=== Section Start ===
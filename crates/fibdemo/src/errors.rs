//! Error handling and exit codes.

use std::process::ExitCode;

use fibdemo_core::calculator::FibError;
use fibdemo_core::constants::exit_codes;

/// Map a demonstration error to its exit code.
pub fn handle_error(err: &FibError) -> i32 {
    match err {
        FibError::NegativeIndex(_) | FibError::IndexOutOfRange(_) | FibError::UnknownMethod(_) => {
            exit_codes::ERROR_INVALID_INPUT
        }
    }
}

/// Convert an exit code constant into a process `ExitCode`.
pub fn exit_code(code: i32) -> ExitCode {
    u8::try_from(code).map_or(ExitCode::FAILURE, ExitCode::from)
}
//! CLI entry point
//!
//! `run()` parses arguments, discovers configuration, initializes logging,
//! runs the aggregator and handles all output, including errors.

use anyhow::{Context, Result};
use clap::Parser;
use tracing::debug;

use akscreds_engine::report::{next_steps, preview_banner, render_summary};
use akscreds_utils::logging::init_tracing;

use super::args::Cli;
use crate::{AksCredsError, CliArgs, Config, ExitCode, Executor, RunAggregator};

/// Main CLI execution function.
///
/// Returns `Err(ExitCode)` after printing the error; main.rs only maps it to
/// `std::process::exit`.
pub fn run() -> Result<(), ExitCode> {
    let cli = Cli::parse();

    let cli_args = CliArgs {
        config_path: cli.config.clone(),
        verbose: Some(cli.verbose),
        dry_run: Some(cli.dry_run),
        subscriptions: cli.subscriptions.clone(),
    };

    let config = match Config::discover(&cli_args) {
        Ok(config) => config,
        Err(err) => {
            let err = AksCredsError::Config(err);
            eprintln!("{}", err.display_for_user());
            return Err(err.to_exit_code());
        }
    };

    if let Err(e) = init_tracing(config.defaults.verbose) {
        eprintln!("Warning: failed to initialize logging: {e}");
    }

    if let Some(path) = &config.config_path {
        debug!("Loaded configuration from {}", path.display());
    }
    for (key, (value, source)) in config.effective_config() {
        debug!("{key} = {value} ({source})");
    }

    if let Err(error) = execute(&cli, &config) {
        if let Some(akscreds_error) = error.downcast_ref::<AksCredsError>() {
            eprintln!("{}", akscreds_error.display_for_user());
            return Err(akscreds_error.to_exit_code());
        }
        eprintln!("✗ Unexpected error: {error:#}");
        eprintln!("\n  Run with --verbose for more detailed output");
        return Err(ExitCode::INTERNAL);
    }

    Ok(())
}

fn execute(cli: &Cli, config: &Config) -> Result<()> {
    let dry_run = config.defaults.dry_run;
    let executor = Executor::native(dry_run);

    if dry_run && !cli.json {
        println!("{}\n", preview_banner());
    }

    let report = RunAggregator::new(&executor, config).run(&config.subscriptions.include)?;

    if cli.json {
        let json = serde_json::to_string_pretty(&report)
            .context("Failed to serialize run report")?;
        println!("{json}");
        return Ok(());
    }

    println!();
    print!("{}", render_summary(&report));
    if !dry_run && report.summary.targets_succeeded > 0 {
        println!("\n{}", next_steps());
    }
    Ok(())
}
=== Section End ===
__EXERCISE__.
Please report every line of the listing that contains the string "FibError".

__OUTPUT__.
use fibdemo_core::calculator::FibError;
pub fn handle_error(err: &FibError) -> i32 {
        FibError::NegativeIndex(_) | FibError::IndexOutOfRange(_) | FibError::UnknownMethod(_) => {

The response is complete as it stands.